Secondly, you seem to get the idea patterns seeing as you appear to be using the repository pattern so you might want to look at IoC. It allows you to inject your dependency on a particular object such as your repository into your class where it is going to be used allowing for easier unit testing.
Thirdly, regardless of where you get your data from, move the structuring of the data into a tree data structure into a service which returns you an object containing all your departments that have already been organised (This basically becomes a DTO). This will help you reduce code duplication.
With anything you need to apply the yagni principle. This basically says that you should only do something if you are going to need it so if the code you have provided above is complete, needs no further work and is functional don't touch it. The same goes with the performance issue of select n+1, if you are not seeing any performance hits don't do anything as it may be premature optimization.
In your edit
DepartmentRepository repo = new DepartmentRepository();
var entries = repo.FindAllDepartments();
var parentDepartments = entries.Where(d => d.IDParentDepartment == null).ToList();
foreach (var parent in parentDepartments)
{
TreeNode node = new TreeNode(parent.Name);
treeView1.Nodes.Add(node);
var children = entries.Where(x => x.IDParentDepartment == parent.ID).ToList();
foreach (var child in children)
{
node.Nodes.Add(child.Name);
}
}
You still have a n+1 issue. This is because the data is only retrieved from the database when you call the ToList() or when you iterate over the enumeration. This would be better.
var entries = repo.FindAllDepartments().ToList();
var parentDepartments = entries.Where(d => d.IDParentDepartment == null);
foreach (var parent in parentDepartments)
{
TreeNode node = new TreeNode(parent.Name);
treeView1.Nodes.Add(node);
var children = entries.Where(x => x.IDParentDepartment == parent.ID);
foreach (var child in children)
{
node.Nodes.Add(child.Name);
}
}

That looks ok to me, but think about a collection of hundreds of thousands nodes. The best way to do that is asynchronous loading - please notice, that do don't necassarily have to load all elements at the same time. Your tree view can be collapsed by default and you can load additional levels as the user expands tree's nodes. Let's consider such case: you have a root node containing 100 nodes and each of these nodes contains at least 1000 nodes. 100 * 1000 = 100000 nodes to load - pretty much, istn't it? To reduce the database traffic you can first load your first 100 nodes and then, when user expands one of those, you can load its 1000 nodes. That will save considerable amount of time.

Things that come to mind:
It looks like .ToList() is needless. If you are simply iterating over the returned result, why bother with the extra step?
Move this function into its own thing and out of the event handler.
As other have said, you could get the whole result in one call. Sort by IDParentDepartment so that the null ones are first. That way, you should be able to get the list of departments in one call and iterate over it only once adding children departments to already existing parent ones.
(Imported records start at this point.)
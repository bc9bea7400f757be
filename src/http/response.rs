//! HTTP responses and their wire encoding.

use serde::Serialize;

pub const CONTENT_TYPE_HTML: &str = "text/html; charset=utf-8";
pub const CONTENT_TYPE_JSON: &str = "application/json";
pub const CONTENT_TYPE_TEXT: &str = "text/plain; charset=utf-8";

#[derive(Debug, Clone, PartialEq, Eq)]
pub struct HttpResponse {
    status: u16,
    content_type: &'static str,
    body: String,
}

impl HttpResponse {
    pub fn new(status: u16, content_type: &'static str, body: String) -> Self {
        Self {
            status,
            content_type,
            body,
        }
    }

    /// 200 with an HTML document.
    pub fn html(body: String) -> Self {
        Self::new(200, CONTENT_TYPE_HTML, body)
    }

    pub fn text(status: u16, body: String) -> Self {
        Self::new(status, CONTENT_TYPE_TEXT, body)
    }

    /// Serialise `value` as the JSON body. A serialisation failure becomes
    /// a 500 instead of a panic.
    pub fn json(status: u16, value: &impl Serialize) -> Self {
        match serde_json::to_string(value) {
            Ok(body) => Self::new(status, CONTENT_TYPE_JSON, body),
            Err(e) => Self::text(500, format!("serialisation failed: {e}")),
        }
    }

    pub fn status(&self) -> u16 {
        self.status
    }

    pub fn content_type(&self) -> &'static str {
        self.content_type
    }

    pub fn body(&self) -> &str {
        &self.body
    }

    /// Full `HTTP/1.1` message. The server closes after every response.
    pub fn to_bytes(&self) -> Vec<u8> {
        let head = format!(
            "HTTP/1.1 {} {}\r\nContent-Type: {}\r\nContent-Length: {}\r\nConnection: close\r\n\r\n",
            self.status,
            reason_phrase(self.status),
            self.content_type,
            self.body.len()
        );
        let mut out = Vec::with_capacity(head.len() + self.body.len());
        out.extend_from_slice(head.as_bytes());
        out.extend_from_slice(self.body.as_bytes());
        out
    }
}

pub fn reason_phrase(status: u16) -> &'static str {
    match status {
        200 => "OK",
        400 => "Bad Request",
        404 => "Not Found",
        408 => "Request Timeout",
        413 => "Payload Too Large",
        500 => "Internal Server Error",
        _ => "",
    }
}
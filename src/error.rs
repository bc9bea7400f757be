//! Unified error types for the APMonitor firmware.
//!
//! A single `Error` enum that every subsystem converts into, keeping the
//! main loop's error handling uniform. All variants are `Copy` so they can
//! be passed through the HTTP layer and event sink without allocation.

use core::fmt;

// ---------------------------------------------------------------------------
// Top-level firmware error
// ---------------------------------------------------------------------------

/// Every fallible operation in the firmware funnels into this type.
#[derive(Debug, Clone, Copy, PartialEq, Eq)]
pub enum Error {
    /// The Wi-Fi access point could not be brought up.
    AccessPoint(AccessPointError),
    /// A submitted color failed the hex-color grammar.
    InvalidColor(ColorError),
    /// The HTTP server or request parser failed.
    Http(HttpError),
    /// Configuration is invalid.
    Config(&'static str),
}

impl fmt::Display for Error {
    fn fmt(&self, f: &mut fmt::Formatter<'_>) -> fmt::Result {
        match self {
            Self::AccessPoint(e) => write!(f, "access point: {e}"),
            Self::InvalidColor(e) => write!(f, "color: {e}"),
            Self::Http(e) => write!(f, "http: {e}"),
            Self::Config(msg) => write!(f, "config: {msg}"),
        }
    }
}

impl std::error::Error for Error {}

// ---------------------------------------------------------------------------
// Access point errors
// ---------------------------------------------------------------------------

#[derive(Debug, Clone, Copy, PartialEq, Eq)]
pub enum AccessPointError {
    /// SSID empty, longer than 32 bytes, or not printable ASCII.
    InvalidSsid,
    /// Password neither empty (open) nor 8-64 bytes (WPA2).
    InvalidPassword,
    /// Channel outside 1-13.
    InvalidChannel,
    /// The radio driver could not be created.
    DriverInit,
    /// The driver refused the configuration or failed to start.
    StartFailed,
}

impl fmt::Display for AccessPointError {
    fn fmt(&self, f: &mut fmt::Formatter<'_>) -> fmt::Result {
        match self {
            Self::InvalidSsid => write!(f, "SSID invalid (must be 1-32 printable ASCII bytes)"),
            Self::InvalidPassword => {
                write!(f, "password invalid (must be 8-64 bytes for WPA2, or empty for open)")
            }
            Self::InvalidChannel => write!(f, "channel invalid (must be 1-13)"),
            Self::DriverInit => write!(f, "WiFi driver init failed"),
            Self::StartFailed => write!(f, "WiFi AP start failed"),
        }
    }
}

impl std::error::Error for AccessPointError {}

impl From<AccessPointError> for Error {
    fn from(e: AccessPointError) -> Self {
        Self::AccessPoint(e)
    }
}

// ---------------------------------------------------------------------------
// Color errors
// ---------------------------------------------------------------------------

/// Rejection reasons for a submitted hex color.
#[derive(Debug, Clone, Copy, PartialEq, Eq)]
pub enum ColorError {
    /// Not 4 or 7 bytes long.
    BadLength,
    /// Does not start with `#`.
    MissingHash,
    /// A character after `#` is not `[0-9a-fA-F]`.
    NotHex,
}

impl fmt::Display for ColorError {
    fn fmt(&self, f: &mut fmt::Formatter<'_>) -> fmt::Result {
        match self {
            Self::BadLength => write!(f, "expected #RGB or #RRGGBB"),
            Self::MissingHash => write!(f, "missing leading '#'"),
            Self::NotHex => write!(f, "non-hex digit"),
        }
    }
}

impl std::error::Error for ColorError {}

impl From<ColorError> for Error {
    fn from(e: ColorError) -> Self {
        Self::InvalidColor(e)
    }
}

// ---------------------------------------------------------------------------
// HTTP errors
// ---------------------------------------------------------------------------

#[derive(Debug, Clone, Copy, PartialEq, Eq)]
pub enum HttpError {
    /// The listening socket could not be bound.
    Bind,
    /// Socket read or write failed.
    Io,
    /// The request line or headers could not be parsed.
    Malformed,
    /// The request exceeds the fixed request buffer.
    PayloadTooLarge,
    /// The client did not deliver a complete request in time.
    Timeout,
}

impl HttpError {
    /// Status code sent back to the client when this error ends a request.
    pub const fn status(self) -> u16 {
        match self {
            Self::Malformed => 400,
            Self::Timeout => 408,
            Self::PayloadTooLarge => 413,
            Self::Bind | Self::Io => 500,
        }
    }
}

impl fmt::Display for HttpError {
    fn fmt(&self, f: &mut fmt::Formatter<'_>) -> fmt::Result {
        match self {
            Self::Bind => write!(f, "bind failed"),
            Self::Io => write!(f, "socket I/O error"),
            Self::Malformed => write!(f, "malformed request"),
            Self::PayloadTooLarge => write!(f, "request too large"),
            Self::Timeout => write!(f, "request read timed out"),
        }
    }
}

impl std::error::Error for HttpError {}

impl From<HttpError> for Error {
    fn from(e: HttpError) -> Self {
        Self::Http(e)
    }
}

// ---------------------------------------------------------------------------
// Convenience Result alias
// ---------------------------------------------------------------------------

/// Firmware-wide `Result` alias.
pub type Result<T> = core::result::Result<T, Error>;
//! System information adapter.
//!
//! Implements [`SystemPort`]: free heap and the AP address shown on the
//! status page.

use core::net::Ipv4Addr;

use crate::app::ports::SystemPort;

/// Fixed free-heap figure reported off target.
#[cfg(not(target_os = "espidf"))]
pub const SIM_FREE_HEAP_BYTES: u32 = 200_000;

pub struct EspSystemAdapter {
    ap_ip: Ipv4Addr,
}

impl EspSystemAdapter {
    /// `ap_ip` is whatever the AP bring-up produced (`0.0.0.0` on failure).
    pub fn new(ap_ip: Ipv4Addr) -> Self {
        Self { ap_ip }
    }
}

impl SystemPort for EspSystemAdapter {
    #[cfg(target_os = "espidf")]
    fn free_heap_bytes(&self) -> u32 {
        unsafe { esp_idf_svc::sys::esp_get_free_heap_size() }
    }

    #[cfg(not(target_os = "espidf"))]
    fn free_heap_bytes(&self) -> u32 {
        SIM_FREE_HEAP_BYTES
    }

    fn ap_ip(&self) -> Ipv4Addr {
        self.ap_ip
    }
}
Wrap the TreeView modifications with:
treeView.BeginUpdate();
// modify the tree here.
treeView.EndUpdate();
To get better performance.
Pointed out here by jgauffin

This should use only one (albeit possibly large) call to the database:
Departments.Join(
Departments,
x => x.IDParentDepartment,
x => x.Name,
(o,i) => new { Child = o, Parent = i }
).GroupBy(x => x.Parent)
.Map(x => {
var node = new TreeNode(x.Key.Name);
x.Map(y => node.Nodes.Add(y.Child.Name));
treeView1.Nodes.Add(node);
}
)
Where 'Map' is just a 'ForEach' for IEnumerables:
public static void Map<T>(this IEnumerable<T> source, Action<T> func)
{
foreach (T i in source)
func(i);
}
Note: This will still not help if the Departments table is huge as 'Map' materializes the result of the sql statement much like 'ToList()' does. You might consider Piotr's answer.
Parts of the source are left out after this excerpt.